Among the entries below, extract exactly the lines that run from the one with "filename src/assistant/session.rs" through the one with "pub struct SessionState", both ends included.

Collected data entries:
-=-=-=-=-

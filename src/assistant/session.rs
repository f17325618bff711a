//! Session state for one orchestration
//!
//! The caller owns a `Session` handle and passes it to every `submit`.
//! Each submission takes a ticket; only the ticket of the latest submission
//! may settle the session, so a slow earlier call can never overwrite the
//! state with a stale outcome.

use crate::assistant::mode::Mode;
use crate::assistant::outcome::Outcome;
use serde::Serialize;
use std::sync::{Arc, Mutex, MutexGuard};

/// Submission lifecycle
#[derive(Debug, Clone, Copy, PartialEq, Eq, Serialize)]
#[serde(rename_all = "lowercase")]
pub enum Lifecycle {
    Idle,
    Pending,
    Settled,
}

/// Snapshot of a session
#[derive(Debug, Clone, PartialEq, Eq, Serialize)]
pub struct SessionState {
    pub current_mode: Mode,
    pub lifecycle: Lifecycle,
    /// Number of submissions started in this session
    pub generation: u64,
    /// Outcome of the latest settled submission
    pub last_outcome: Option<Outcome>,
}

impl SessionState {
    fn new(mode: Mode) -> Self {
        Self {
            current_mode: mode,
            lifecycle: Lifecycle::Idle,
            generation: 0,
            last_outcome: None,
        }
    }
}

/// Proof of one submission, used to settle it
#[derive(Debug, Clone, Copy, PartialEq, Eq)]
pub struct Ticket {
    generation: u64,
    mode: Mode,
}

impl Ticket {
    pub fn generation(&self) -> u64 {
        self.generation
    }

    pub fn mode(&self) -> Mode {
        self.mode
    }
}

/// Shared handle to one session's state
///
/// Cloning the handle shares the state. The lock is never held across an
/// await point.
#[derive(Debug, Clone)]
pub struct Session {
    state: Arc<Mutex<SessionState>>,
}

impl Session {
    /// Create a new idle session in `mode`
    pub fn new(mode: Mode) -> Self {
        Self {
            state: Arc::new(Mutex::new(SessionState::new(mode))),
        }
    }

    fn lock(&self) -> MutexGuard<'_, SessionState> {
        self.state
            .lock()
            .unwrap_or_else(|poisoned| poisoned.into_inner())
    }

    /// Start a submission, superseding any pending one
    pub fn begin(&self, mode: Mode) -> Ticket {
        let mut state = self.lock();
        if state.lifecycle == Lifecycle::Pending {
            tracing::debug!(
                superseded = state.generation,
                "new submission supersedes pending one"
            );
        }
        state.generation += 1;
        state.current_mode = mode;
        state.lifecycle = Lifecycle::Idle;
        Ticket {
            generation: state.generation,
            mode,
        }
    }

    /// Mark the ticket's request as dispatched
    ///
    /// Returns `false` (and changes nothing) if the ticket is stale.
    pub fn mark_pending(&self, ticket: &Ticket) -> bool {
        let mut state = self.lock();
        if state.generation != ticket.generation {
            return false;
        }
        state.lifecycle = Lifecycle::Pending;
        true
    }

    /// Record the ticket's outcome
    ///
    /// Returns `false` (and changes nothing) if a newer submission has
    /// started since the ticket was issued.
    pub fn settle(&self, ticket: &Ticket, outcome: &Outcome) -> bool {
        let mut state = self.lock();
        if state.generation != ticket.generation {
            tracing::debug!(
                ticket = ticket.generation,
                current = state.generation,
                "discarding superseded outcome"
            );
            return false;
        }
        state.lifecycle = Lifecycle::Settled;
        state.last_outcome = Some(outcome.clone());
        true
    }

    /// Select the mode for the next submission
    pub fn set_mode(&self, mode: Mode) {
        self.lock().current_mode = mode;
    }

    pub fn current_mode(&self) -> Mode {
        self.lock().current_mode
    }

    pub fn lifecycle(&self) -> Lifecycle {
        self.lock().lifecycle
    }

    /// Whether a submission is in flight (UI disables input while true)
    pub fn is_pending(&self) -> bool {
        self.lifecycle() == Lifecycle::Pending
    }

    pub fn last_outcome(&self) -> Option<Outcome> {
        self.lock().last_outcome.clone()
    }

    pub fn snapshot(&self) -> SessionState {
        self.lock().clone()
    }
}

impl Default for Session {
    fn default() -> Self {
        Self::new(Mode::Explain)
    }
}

-=-=-=-=-

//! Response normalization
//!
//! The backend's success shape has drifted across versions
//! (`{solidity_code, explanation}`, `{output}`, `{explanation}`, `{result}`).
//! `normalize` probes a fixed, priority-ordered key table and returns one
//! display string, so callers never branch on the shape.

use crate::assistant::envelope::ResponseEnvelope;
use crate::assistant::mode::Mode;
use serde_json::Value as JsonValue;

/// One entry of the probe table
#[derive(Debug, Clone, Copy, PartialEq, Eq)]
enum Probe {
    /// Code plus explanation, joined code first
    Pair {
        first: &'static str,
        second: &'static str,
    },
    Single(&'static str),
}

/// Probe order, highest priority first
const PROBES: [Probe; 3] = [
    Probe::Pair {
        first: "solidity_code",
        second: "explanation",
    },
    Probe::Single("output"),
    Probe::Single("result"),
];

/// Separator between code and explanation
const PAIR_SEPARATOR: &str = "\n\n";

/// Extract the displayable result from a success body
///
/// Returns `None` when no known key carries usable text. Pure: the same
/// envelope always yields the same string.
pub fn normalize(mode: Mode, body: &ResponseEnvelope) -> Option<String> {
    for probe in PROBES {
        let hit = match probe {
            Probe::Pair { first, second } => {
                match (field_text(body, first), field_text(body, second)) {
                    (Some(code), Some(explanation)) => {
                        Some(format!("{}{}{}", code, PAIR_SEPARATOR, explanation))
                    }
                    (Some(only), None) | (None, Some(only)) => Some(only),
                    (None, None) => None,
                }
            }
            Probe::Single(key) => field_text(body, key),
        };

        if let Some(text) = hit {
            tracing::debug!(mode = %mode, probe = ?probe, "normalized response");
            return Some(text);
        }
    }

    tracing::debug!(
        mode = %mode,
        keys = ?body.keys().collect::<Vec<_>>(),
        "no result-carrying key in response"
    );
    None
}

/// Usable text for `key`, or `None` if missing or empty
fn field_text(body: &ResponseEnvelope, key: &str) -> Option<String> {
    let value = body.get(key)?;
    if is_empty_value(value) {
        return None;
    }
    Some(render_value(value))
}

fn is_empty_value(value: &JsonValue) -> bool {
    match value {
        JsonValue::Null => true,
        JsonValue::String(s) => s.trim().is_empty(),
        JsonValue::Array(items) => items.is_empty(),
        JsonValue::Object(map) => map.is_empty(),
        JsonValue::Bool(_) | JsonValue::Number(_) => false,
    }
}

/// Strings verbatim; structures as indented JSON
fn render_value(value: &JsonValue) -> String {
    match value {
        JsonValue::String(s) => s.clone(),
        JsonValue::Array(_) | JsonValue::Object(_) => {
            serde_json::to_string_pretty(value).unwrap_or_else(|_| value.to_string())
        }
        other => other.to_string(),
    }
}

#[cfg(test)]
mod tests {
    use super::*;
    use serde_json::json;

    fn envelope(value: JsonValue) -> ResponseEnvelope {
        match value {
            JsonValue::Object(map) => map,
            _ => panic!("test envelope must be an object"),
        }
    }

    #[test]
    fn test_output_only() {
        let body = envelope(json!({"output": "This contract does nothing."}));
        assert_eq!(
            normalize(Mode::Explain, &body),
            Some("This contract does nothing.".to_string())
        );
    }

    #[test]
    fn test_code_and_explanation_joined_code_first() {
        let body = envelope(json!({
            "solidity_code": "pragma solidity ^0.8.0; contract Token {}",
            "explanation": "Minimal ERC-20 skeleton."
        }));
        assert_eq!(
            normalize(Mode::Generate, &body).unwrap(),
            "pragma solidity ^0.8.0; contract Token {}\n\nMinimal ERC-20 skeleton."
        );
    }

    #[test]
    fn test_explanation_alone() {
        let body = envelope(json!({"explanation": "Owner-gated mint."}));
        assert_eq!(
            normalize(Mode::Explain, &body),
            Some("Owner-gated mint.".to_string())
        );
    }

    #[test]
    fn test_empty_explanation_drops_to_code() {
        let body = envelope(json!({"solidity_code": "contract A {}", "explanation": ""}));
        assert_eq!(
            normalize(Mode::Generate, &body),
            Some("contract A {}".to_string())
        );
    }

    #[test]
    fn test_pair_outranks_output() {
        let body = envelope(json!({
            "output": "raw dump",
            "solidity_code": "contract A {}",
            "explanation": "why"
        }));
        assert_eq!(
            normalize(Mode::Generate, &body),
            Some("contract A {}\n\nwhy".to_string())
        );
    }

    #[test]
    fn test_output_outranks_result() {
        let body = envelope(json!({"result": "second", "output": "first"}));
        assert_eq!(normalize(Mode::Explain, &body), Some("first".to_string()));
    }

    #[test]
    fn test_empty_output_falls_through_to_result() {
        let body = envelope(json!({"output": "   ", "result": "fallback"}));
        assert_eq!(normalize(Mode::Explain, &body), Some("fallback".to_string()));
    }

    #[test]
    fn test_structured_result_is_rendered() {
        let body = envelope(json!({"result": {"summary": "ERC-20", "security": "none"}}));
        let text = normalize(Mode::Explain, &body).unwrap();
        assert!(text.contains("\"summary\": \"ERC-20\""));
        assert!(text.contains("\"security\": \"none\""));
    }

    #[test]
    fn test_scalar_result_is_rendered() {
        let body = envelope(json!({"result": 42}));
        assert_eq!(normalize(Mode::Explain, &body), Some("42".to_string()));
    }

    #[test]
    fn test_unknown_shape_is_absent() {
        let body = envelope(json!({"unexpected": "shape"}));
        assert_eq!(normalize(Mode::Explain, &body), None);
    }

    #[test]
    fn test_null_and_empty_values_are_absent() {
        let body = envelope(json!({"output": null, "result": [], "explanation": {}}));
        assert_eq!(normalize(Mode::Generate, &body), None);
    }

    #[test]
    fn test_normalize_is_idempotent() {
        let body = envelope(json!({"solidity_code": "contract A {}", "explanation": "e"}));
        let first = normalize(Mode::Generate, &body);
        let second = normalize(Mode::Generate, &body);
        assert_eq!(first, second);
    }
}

-=-=-=-=-

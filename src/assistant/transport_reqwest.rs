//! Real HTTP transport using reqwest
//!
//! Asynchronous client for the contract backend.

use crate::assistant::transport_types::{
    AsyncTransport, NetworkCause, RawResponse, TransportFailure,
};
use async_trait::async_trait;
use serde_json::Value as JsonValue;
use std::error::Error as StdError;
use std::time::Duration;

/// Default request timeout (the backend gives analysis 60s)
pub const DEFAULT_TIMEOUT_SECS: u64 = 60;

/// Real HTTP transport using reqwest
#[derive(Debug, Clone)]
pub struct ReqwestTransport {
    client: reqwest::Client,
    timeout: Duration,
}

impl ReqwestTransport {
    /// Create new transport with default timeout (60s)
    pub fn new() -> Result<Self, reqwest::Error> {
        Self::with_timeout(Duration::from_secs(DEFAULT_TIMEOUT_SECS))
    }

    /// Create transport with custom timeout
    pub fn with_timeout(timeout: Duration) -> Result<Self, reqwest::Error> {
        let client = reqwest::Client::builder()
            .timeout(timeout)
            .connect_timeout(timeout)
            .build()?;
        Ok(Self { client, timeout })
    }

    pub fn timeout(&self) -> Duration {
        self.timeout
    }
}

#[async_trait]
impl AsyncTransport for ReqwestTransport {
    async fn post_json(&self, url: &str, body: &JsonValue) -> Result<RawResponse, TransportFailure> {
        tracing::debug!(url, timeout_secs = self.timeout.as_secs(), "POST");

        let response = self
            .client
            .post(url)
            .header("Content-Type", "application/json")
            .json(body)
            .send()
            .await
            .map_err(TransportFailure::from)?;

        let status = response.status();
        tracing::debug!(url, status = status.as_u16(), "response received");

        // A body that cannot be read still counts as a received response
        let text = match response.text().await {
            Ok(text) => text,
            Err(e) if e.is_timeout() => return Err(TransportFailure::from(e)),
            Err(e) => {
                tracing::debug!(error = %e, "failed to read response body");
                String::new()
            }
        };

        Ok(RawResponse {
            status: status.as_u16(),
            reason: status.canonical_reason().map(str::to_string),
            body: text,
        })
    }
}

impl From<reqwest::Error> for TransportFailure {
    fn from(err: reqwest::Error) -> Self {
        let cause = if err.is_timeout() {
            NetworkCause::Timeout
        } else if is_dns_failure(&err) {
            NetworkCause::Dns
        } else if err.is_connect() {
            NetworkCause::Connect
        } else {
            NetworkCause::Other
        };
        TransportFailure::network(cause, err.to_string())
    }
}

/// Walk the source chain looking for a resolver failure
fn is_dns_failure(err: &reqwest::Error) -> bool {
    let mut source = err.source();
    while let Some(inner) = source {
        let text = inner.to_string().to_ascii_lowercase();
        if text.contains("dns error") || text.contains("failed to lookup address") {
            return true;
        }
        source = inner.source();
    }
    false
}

-=-=-=-=-

Response for this exercise
filename src/assistant/session.rs
repository f17325618bff711a
//! Session state for one orchestration
//!
//! The caller owns a `Session` handle and passes it to every `submit`.
//! Each submission takes a ticket; only the ticket of the latest submission
//! may settle the session, so a slow earlier call can never overwrite the
//! state with a stale outcome.

use crate::assistant::mode::Mode;
use crate::assistant::outcome::Outcome;
use serde::Serialize;
use std::sync::{Arc, Mutex, MutexGuard};

/// Submission lifecycle
#[derive(Debug, Clone, Copy, PartialEq, Eq, Serialize)]
#[serde(rename_all = "lowercase")]
pub enum Lifecycle {
    Idle,
    Pending,
    Settled,
}

/// Snapshot of a session
#[derive(Debug, Clone, PartialEq, Eq, Serialize)]
pub struct SessionState {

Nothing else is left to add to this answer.